> [Material provided]:
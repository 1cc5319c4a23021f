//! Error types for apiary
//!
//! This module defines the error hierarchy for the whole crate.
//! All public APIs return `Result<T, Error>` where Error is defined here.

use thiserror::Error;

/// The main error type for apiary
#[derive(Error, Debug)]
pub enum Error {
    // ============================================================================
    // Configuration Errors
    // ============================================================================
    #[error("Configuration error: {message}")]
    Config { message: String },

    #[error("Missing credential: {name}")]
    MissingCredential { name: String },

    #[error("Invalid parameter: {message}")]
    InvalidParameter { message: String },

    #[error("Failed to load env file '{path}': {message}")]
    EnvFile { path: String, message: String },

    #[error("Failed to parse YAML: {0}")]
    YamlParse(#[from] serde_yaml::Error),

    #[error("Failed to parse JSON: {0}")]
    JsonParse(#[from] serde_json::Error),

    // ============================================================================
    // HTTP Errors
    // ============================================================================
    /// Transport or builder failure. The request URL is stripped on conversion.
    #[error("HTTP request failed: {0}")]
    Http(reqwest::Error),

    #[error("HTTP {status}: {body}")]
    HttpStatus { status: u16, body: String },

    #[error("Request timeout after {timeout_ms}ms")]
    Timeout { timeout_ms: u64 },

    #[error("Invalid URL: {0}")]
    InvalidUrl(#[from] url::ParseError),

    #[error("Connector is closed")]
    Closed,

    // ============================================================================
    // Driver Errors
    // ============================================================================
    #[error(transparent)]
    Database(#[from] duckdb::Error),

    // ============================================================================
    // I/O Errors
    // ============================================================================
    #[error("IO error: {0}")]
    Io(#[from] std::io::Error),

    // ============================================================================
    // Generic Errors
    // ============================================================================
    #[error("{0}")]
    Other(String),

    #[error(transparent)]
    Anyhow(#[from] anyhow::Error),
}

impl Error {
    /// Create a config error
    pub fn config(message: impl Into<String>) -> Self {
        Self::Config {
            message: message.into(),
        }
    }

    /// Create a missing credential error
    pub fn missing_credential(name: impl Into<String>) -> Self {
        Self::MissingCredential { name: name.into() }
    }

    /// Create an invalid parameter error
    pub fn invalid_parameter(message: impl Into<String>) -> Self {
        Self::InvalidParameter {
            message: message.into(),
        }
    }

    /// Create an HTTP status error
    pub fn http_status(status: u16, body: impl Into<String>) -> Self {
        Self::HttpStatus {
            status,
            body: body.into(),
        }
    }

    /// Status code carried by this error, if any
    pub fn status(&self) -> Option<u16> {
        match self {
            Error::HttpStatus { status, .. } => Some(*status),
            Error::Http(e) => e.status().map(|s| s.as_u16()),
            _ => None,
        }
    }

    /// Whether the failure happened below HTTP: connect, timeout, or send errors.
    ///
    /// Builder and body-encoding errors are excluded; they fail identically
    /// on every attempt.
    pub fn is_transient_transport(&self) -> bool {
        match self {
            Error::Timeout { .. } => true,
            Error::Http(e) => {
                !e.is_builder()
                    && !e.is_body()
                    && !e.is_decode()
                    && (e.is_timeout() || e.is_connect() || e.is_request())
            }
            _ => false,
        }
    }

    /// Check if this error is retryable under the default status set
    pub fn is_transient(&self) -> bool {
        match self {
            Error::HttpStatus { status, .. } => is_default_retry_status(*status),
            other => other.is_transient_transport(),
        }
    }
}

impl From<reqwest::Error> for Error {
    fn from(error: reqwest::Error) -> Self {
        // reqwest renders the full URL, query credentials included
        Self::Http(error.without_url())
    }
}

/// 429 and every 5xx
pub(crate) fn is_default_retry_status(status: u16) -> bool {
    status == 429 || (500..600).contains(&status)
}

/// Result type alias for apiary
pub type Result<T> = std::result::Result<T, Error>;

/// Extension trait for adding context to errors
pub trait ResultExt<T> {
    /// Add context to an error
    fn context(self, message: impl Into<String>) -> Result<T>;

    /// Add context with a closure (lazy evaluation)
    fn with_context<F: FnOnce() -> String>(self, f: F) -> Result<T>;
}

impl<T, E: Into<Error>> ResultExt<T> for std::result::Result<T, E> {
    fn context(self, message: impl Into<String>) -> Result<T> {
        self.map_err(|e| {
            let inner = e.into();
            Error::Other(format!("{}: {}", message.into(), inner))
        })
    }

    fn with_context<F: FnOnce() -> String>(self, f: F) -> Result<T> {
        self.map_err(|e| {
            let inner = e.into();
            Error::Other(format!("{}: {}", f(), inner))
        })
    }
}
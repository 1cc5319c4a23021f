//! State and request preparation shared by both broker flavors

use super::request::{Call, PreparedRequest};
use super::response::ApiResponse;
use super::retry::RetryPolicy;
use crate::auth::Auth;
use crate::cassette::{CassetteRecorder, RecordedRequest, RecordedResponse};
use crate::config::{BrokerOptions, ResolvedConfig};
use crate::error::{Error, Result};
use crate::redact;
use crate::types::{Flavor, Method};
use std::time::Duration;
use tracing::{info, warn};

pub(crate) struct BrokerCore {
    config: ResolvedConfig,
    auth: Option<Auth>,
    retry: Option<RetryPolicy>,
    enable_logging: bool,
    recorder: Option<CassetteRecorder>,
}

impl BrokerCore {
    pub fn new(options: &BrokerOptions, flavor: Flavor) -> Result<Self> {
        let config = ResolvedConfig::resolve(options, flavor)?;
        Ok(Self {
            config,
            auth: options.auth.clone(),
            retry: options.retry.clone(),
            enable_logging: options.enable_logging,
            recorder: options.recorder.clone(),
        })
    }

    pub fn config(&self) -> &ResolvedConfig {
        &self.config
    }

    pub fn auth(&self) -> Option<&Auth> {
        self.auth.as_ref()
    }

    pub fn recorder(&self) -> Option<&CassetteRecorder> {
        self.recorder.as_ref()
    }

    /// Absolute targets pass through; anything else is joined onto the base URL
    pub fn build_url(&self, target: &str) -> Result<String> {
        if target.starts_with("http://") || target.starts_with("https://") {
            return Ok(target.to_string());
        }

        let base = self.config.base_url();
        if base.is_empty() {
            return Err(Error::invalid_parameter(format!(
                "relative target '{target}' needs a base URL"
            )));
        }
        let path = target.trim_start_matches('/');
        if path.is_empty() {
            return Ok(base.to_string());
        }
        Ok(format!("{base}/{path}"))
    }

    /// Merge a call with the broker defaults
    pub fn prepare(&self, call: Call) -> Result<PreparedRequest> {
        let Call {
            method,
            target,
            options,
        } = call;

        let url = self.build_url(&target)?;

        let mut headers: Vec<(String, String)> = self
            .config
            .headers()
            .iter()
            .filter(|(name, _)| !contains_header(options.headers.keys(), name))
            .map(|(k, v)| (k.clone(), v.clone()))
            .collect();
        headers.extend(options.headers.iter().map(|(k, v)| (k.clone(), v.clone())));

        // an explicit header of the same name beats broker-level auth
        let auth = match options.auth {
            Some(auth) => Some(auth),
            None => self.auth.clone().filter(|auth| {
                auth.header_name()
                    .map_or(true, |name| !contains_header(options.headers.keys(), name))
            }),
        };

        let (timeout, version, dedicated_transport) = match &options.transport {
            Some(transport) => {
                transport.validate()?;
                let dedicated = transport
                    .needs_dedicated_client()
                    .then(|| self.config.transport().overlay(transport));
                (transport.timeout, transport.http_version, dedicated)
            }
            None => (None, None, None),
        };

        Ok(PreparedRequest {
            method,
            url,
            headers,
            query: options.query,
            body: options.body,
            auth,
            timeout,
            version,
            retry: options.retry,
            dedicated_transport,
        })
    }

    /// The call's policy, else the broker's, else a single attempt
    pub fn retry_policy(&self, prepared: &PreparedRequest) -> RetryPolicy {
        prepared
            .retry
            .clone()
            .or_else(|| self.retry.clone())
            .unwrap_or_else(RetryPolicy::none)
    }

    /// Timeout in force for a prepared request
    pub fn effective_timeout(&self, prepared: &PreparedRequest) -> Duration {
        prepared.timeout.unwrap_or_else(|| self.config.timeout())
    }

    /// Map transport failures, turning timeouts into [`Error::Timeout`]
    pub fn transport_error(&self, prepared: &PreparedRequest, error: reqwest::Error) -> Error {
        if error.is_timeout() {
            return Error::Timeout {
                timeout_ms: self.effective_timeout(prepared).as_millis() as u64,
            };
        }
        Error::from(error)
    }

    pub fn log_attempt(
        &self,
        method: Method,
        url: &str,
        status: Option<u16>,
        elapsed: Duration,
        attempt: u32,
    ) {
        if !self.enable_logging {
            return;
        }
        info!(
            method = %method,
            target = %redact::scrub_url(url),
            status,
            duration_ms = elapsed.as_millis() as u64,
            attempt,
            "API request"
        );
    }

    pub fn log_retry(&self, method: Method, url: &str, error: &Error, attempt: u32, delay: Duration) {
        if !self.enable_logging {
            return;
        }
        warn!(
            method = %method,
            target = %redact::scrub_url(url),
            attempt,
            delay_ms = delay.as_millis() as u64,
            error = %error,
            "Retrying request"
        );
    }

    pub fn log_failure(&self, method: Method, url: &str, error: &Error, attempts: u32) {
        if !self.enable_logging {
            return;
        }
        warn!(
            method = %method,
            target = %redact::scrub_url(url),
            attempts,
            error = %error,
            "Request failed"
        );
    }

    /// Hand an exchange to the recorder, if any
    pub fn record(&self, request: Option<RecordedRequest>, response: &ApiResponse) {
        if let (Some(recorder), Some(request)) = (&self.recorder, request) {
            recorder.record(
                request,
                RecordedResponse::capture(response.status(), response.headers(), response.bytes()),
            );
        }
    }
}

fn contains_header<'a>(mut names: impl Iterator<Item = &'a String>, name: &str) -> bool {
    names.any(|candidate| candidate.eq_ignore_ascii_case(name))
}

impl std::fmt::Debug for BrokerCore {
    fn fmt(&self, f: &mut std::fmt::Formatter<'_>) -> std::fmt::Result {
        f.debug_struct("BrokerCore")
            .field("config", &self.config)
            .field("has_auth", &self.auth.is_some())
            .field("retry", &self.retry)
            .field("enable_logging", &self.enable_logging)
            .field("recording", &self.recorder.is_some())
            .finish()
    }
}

> [Problem to solve]: Copy every line of the records above that holds the word "true".

> [Answer space]:
            Error::Timeout { .. } => true,
                    .map_or(true, |name| !contains_header(options.headers.keys(), name))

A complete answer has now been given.